Input data:
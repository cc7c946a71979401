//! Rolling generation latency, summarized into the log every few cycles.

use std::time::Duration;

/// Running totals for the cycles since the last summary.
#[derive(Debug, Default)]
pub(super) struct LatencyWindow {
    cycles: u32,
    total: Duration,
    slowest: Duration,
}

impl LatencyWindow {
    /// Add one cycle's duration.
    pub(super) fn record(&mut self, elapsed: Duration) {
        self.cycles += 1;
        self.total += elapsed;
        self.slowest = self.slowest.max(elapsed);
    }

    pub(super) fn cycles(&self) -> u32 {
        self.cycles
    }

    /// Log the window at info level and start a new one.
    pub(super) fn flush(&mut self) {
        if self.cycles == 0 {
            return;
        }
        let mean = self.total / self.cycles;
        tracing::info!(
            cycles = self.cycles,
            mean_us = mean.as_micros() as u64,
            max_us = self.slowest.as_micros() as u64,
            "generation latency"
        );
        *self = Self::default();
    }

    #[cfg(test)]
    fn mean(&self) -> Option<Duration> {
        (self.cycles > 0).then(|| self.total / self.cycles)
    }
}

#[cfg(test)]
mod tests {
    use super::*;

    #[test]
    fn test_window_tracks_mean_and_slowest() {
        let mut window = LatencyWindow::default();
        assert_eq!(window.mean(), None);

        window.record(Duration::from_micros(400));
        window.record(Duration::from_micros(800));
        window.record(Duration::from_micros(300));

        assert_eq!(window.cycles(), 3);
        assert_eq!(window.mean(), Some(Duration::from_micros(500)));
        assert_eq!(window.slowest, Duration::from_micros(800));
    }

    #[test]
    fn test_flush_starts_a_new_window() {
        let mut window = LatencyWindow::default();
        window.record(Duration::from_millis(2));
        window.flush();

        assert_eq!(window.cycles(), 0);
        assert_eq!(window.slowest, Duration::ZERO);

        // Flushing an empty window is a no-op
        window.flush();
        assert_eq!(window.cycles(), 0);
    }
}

---

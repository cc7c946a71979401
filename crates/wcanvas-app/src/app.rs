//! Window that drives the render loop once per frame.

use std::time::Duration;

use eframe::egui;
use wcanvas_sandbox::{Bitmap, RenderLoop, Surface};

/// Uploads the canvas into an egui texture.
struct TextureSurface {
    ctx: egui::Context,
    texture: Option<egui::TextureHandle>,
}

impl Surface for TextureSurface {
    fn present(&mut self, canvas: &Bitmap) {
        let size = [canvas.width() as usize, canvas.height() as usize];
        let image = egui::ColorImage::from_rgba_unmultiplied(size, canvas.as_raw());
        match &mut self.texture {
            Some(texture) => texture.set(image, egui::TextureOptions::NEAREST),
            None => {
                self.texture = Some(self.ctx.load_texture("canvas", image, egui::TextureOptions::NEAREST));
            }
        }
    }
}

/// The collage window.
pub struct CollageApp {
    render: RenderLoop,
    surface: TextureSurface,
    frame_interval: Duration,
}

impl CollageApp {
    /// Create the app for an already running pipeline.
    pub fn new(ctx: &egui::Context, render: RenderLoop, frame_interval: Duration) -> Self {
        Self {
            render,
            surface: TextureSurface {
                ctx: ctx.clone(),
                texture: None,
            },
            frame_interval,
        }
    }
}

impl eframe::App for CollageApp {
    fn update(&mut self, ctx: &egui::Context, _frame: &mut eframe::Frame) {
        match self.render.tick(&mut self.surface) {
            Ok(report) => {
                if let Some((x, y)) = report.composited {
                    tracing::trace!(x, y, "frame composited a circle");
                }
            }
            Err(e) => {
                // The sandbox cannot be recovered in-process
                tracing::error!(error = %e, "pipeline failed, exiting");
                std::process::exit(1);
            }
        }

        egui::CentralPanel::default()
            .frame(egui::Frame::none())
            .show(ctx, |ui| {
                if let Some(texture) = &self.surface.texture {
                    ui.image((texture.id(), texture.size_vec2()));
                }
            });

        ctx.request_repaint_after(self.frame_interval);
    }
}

About this exercise: Go over the listing above and say how many lines contain the word "report". Please give the number only.

Answer box: 2